Saturday 4 April 2020

FPI investment limits rise in stocks after govt decision on sectoral caps

The investment legroom for foreign institutional investors (FPIs) has risen in several companies. This is after the government’s decision to treat sectoral limits as FPI investment limit came into effect from April 1. On Friday, depository firms NSDL and CDSL released a list of companies where additional shares are available for FPIs.
Market players said the higher limits have potential to attract billions in overseas flows but it may not play out immediately. “While the raising of FPI limits for stocks to respective sectoral caps is welcome move, the current FPI sentiment is not very conducive so as to attract flows just on the basis of this relaxation,” said Deepak Jasani, head retail research, HDFC Securities.

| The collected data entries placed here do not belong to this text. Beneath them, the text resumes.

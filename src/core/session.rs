use crate::core::duration::DurationResolver;
use crate::core::growth::GrowthModel;
use crate::core::shorthand::{format_amount, parse_amount};
use crate::domain::model::{Amount, DurationPreset, GrowthResult, Hours};
use crate::domain::ports::RateProvider;

/// View state of one calculator screen.
///
/// Holds what the user typed, the resolved duration and the last result.
/// Any change to the parsed amount or the hour count drops the result; it is
/// only recomputed on an explicit `calculate`.
#[derive(Debug, Clone)]
pub struct CalculatorSession {
    model: GrowthModel,
    presets: Vec<DurationPreset>,
    amount_input: String,
    starting_amount: Amount,
    duration: DurationResolver,
    result: Option<GrowthResult>,
}

impl CalculatorSession {
    pub fn new<R: RateProvider + ?Sized>(provider: &R) -> Self {
        Self {
            model: GrowthModel::from_provider(provider),
            presets: provider.presets(),
            amount_input: String::new(),
            starting_amount: 0.0,
            duration: DurationResolver::new(provider.default_hours()),
            result: None,
        }
    }

    pub fn model(&self) -> &GrowthModel {
        &self.model
    }

    pub fn presets(&self) -> &[DurationPreset] {
        &self.presets
    }

    pub fn amount_input(&self) -> &str {
        &self.amount_input
    }

    pub fn starting_amount(&self) -> Amount {
        self.starting_amount
    }

    pub fn hours(&self) -> Hours {
        self.duration.hours()
    }

    pub fn duration(&self) -> &DurationResolver {
        &self.duration
    }

    pub fn result(&self) -> Option<&GrowthResult> {
        self.result.as_ref()
    }

    /// `= 1.5k gems` while the typed amount parses to something positive.
    pub fn amount_echo(&self) -> Option<String> {
        if self.amount_input.is_empty() || self.starting_amount <= 0.0 {
            return None;
        }
        Some(format!("= {} gems", format_amount(self.starting_amount)))
    }

    pub fn set_amount_input(&mut self, text: &str) -> Amount {
        self.amount_input = text.to_string();
        let parsed = parse_amount(text);
        if parsed != self.starting_amount {
            self.starting_amount = parsed;
            self.invalidate();
        }
        parsed
    }

    /// Selects the preset at `index` in this session's preset list.
    pub fn select_preset(&mut self, index: usize) -> Option<Hours> {
        let preset = self.presets.get(index)?.clone();
        let before = self.duration.hours();
        let hours = self.duration.select_preset(&preset);
        if hours != before {
            self.invalidate();
        }
        Some(hours)
    }

    pub fn set_custom_days(&mut self, text: &str) -> Hours {
        let before = self.duration.hours();
        let hours = self.duration.set_custom_days(text);
        if hours != before {
            self.invalidate();
        }
        hours
    }

    /// Computes and stores a result, or clears the previous one when not computable.
    pub fn calculate(&mut self) -> Option<&GrowthResult> {
        self.result = self.model.compute(self.starting_amount, self.duration.hours());
        match &self.result {
            Some(result) => tracing::info!(
                "Calculated {} gems over {} hours: final {}, profit {}",
                result.starting_amount,
                result.hours,
                result.final_amount,
                result.profit
            ),
            None => tracing::debug!(
                "Not computable: amount={}, hours={}",
                self.starting_amount,
                self.duration.hours()
            ),
        }
        self.result.as_ref()
    }

    fn invalidate(&mut self) {
        if self.result.take().is_some() {
            tracing::debug!("Inputs changed, clearing previous result");
        }
    }
}

#[cfg(test)]
mod tests {
    use super::*;
    use crate::domain::ports::DefaultRates;

    #[test]
    fn test_starts_with_one_day_and_no_result() {
        let session = CalculatorSession::new(&DefaultRates);
        assert_eq!(session.hours(), 24.0);
        assert!(session.result().is_none());
        assert!(session.amount_echo().is_none());
    }

    #[test]
    fn test_calculate_and_invalidate_on_amount_change() {
        let mut session = CalculatorSession::new(&DefaultRates);
        session.set_amount_input("1m");
        assert!(session.calculate().is_some());

        // Same value typed differently keeps the result
        session.set_amount_input("1000k");
        assert!(session.result().is_some());

        session.set_amount_input("2m");
        assert!(session.result().is_none());
    }

    #[test]
    fn test_invalidate_on_duration_change() {
        let mut session = CalculatorSession::new(&DefaultRates);
        session.set_amount_input("500");
        session.calculate();

        session.select_preset(3);
        assert_eq!(session.hours(), 168.0);
        assert!(session.result().is_none());

        session.calculate();
        // Non-positive custom text leaves the duration and the result alone
        session.set_custom_days("0");
        assert!(session.result().is_some());
    }

    #[test]
    fn test_not_computable_clears_stale_result() {
        let mut session = CalculatorSession::new(&DefaultRates);
        session.set_amount_input("100");
        session.calculate();
        assert!(session.result().is_some());

        session.set_amount_input("abc");
        assert!(session.calculate().is_none());
        assert!(session.result().is_none());
    }

    #[test]
    fn test_amount_echo() {
        let mut session = CalculatorSession::new(&DefaultRates);
        session.set_amount_input("1.5k");
        assert_eq!(session.amount_echo().as_deref(), Some("= 1.5k gems"));

        session.set_amount_input("0");
        assert!(session.amount_echo().is_none());
    }

    #[test]
    fn test_unknown_preset_index() {
        let mut session = CalculatorSession::new(&DefaultRates);
        assert!(session.select_preset(42).is_none());
    }
}
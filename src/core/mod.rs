pub mod duration;
pub mod growth;
pub mod session;
pub mod shorthand;
use clap::{Args, Parser, Subcommand};
use std::path::PathBuf;

#[derive(Debug, Clone, Parser)]
#[command(name = "gem-growth")]
#[command(about = "Gem interest calculator: 0.10% daily, compounded hourly")]
pub struct CliConfig {
    /// Path to a TOML file overriding the rate and duration presets
    #[arg(long, global = true)]
    pub config: Option<PathBuf>,

    /// Enable verbose output
    #[arg(short, long, global = true)]
    pub verbose: bool,

    /// Emit logs as JSON lines on stderr
    #[arg(long, global = true)]
    pub json_logs: bool,

    #[command(subcommand)]
    pub command: Command,
}

#[derive(Debug, Clone, Subcommand)]
pub enum Command {
    /// Compute growth for a starting amount
    Calc {
        /// Starting gems, e.g. 1b, 500m, 1.5k
        amount: String,

        #[command(flatten)]
        duration: DurationArgs,

        /// Print the result as JSON
        #[arg(long)]
        json: bool,
    },
    /// Parse shorthand text into a number
    Parse { text: String },
    /// Format a number with a k/m/b suffix
    Format {
        #[arg(allow_negative_numbers = true)]
        value: f64,
    },
    /// List the duration presets
    Presets,
    /// Line-oriented calculator session on stdin/stdout
    Interactive,
}

#[derive(Debug, Clone, Default, Args)]
#[group(multiple = false)]
pub struct DurationArgs {
    /// Free-form day count, e.g. 1.5
    #[arg(long)]
    pub days: Option<String>,

    /// Preset number as listed by `presets` (1-based)
    #[arg(long)]
    pub preset: Option<usize>,
}
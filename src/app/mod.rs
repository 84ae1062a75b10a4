// Front ends over the calculator core: text rendering and the interactive loop.

pub mod interactive;
pub mod report;
//! Events emitted by the provisioning flow.

use provena_events::Event;
use serde::{Deserialize, Serialize};

/// Published once per successful provisioning decision under the
/// event-publish strategy. A downstream consumer creates the resource.
#[derive(Debug, Clone, Serialize, Deserialize, PartialEq, Eq)]
pub struct TenantResourceRequested {
    /// Name of the resource the downstream consumer should create.
    #[serde(rename = "tenantResourceName")]
    pub tenant_resource_name: String,

    /// Channel the request was published on.
    pub channel: String,
}

impl Event for TenantResourceRequested {
    const DETAIL_TYPE: &'static str = "Message";
    const SOURCE: &'static str = "provision-api";
}

#[cfg(test)]
mod tests {
    use super::*;

    #[test]
    fn test_wire_field_names() {
        let event = TenantResourceRequested {
            tenant_resource_name: "acme_demo_customer".to_string(),
            channel: "bus-superadmin-create-tenan".to_string(),
        };

        let json = serde_json::to_value(&event).unwrap();
        assert_eq!(json["tenantResourceName"], "acme_demo_customer");
        assert_eq!(json["channel"], "bus-superadmin-create-tenan");
    }
}
//! S3 object secret provider.
//!
//! Fetches signing key material from a single object in an S3 bucket using
//! the official aws-sdk-s3 crate with IAM role or ambient credential
//! authentication. The location descriptor (bucket, object key, region) is
//! fixed at construction time.

use async_trait::async_trait;

use crate::config::{S3Config, SecretProviderConfig};
use crate::{SecretError, SecretProvider, SecretValue};

/// Secret provider that reads one key object from S3.
#[derive(Debug)]
pub struct S3SecretProvider {
    client: aws_sdk_s3::Client,
    location: S3Config,
}

impl S3SecretProvider {
    /// Create a new `S3SecretProvider` from configuration.
    pub async fn new(config: &SecretProviderConfig) -> Result<Self, SecretError> {
        let location = config.s3.as_ref().ok_or(SecretError::ConfigError {
            detail: "S3 configuration is required when SECRET_PROVIDER=s3".to_string(),
        })?;
        location.validate()?;

        let sdk_config = aws_config::from_env()
            .region(aws_config::Region::new(location.region.clone()))
            .load()
            .await;
        let client = aws_sdk_s3::Client::new(&sdk_config);

        tracing::info!(
            bucket = %location.bucket,
            object_key = %location.object_key,
            region = %location.region,
            "S3 secret provider initialized"
        );

        Ok(Self {
            client,
            location: location.clone(),
        })
    }
}

#[async_trait]
impl SecretProvider for S3SecretProvider {
    async fn get_secret(&self, name: &str) -> Result<SecretValue, SecretError> {
        let result = self
            .client
            .get_object()
            .bucket(&self.location.bucket)
            .key(&self.location.object_key)
            .send()
            .await
            .map_err(|e| {
                if e.as_service_error().is_some_and(|se| se.is_no_such_key()) {
                    SecretError::NotFound {
                        name: name.to_string(),
                    }
                } else {
                    SecretError::ProviderUnavailable {
                        provider: "s3".to_string(),
                        detail: format!(
                            "Failed to get object '{}' from bucket '{}' (region: {}): {}",
                            self.location.object_key, self.location.bucket, self.location.region, e
                        ),
                    }
                }
            })?;

        let version = result.version_id().map(|v| v.to_string());

        let body = result
            .body
            .collect()
            .await
            .map_err(|e| SecretError::ProviderUnavailable {
                provider: "s3".to_string(),
                detail: format!("Failed to read object body: {e}"),
            })?;
        let value_bytes = body.into_bytes().to_vec();

        if value_bytes.is_empty() {
            return Err(SecretError::InvalidValue {
                name: name.to_string(),
                detail: "S3 key object is empty".to_string(),
            });
        }

        tracing::info!(
            secret_name = name,
            bucket = %self.location.bucket,
            version = ?version,
            "Secret loaded from S3"
        );

        let mut sv = SecretValue::new(name, value_bytes);
        sv.version = version;
        Ok(sv)
    }

    async fn health_check(&self) -> Result<bool, SecretError> {
        // HeadObject on the key object to verify reachability and permissions
        match self
            .client
            .head_object()
            .bucket(&self.location.bucket)
            .key(&self.location.object_key)
            .send()
            .await
        {
            Ok(_) => Ok(true),
            Err(e) => {
                tracing::warn!(
                    bucket = %self.location.bucket,
                    object_key = %self.location.object_key,
                    error = %e,
                    "S3 secret provider health check failed"
                );
                Ok(false)
            }
        }
    }

    fn provider_type(&self) -> &'static str {
        "s3"
    }
}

Markets players said the sudden spike in shares of stocks such as Kotak Mahindra Bank and Larsen & Toubro was on account of the list issued by NSDL and CDSL. “Few heavyweights like Kotak Bank and L&T recouped some of the losses on account of expected MSCI changes,” said S Ranganathan, head of research, LKP Securities.
He said the index provider will now be able to increase weightage for the domestic stocks. “MSCI will wait for the practical implemen­tation of these changes and the systematic publication of the new sectoral limits applicable to Indian securities before making any changes to the MSCI Indexes,” it had said in a release.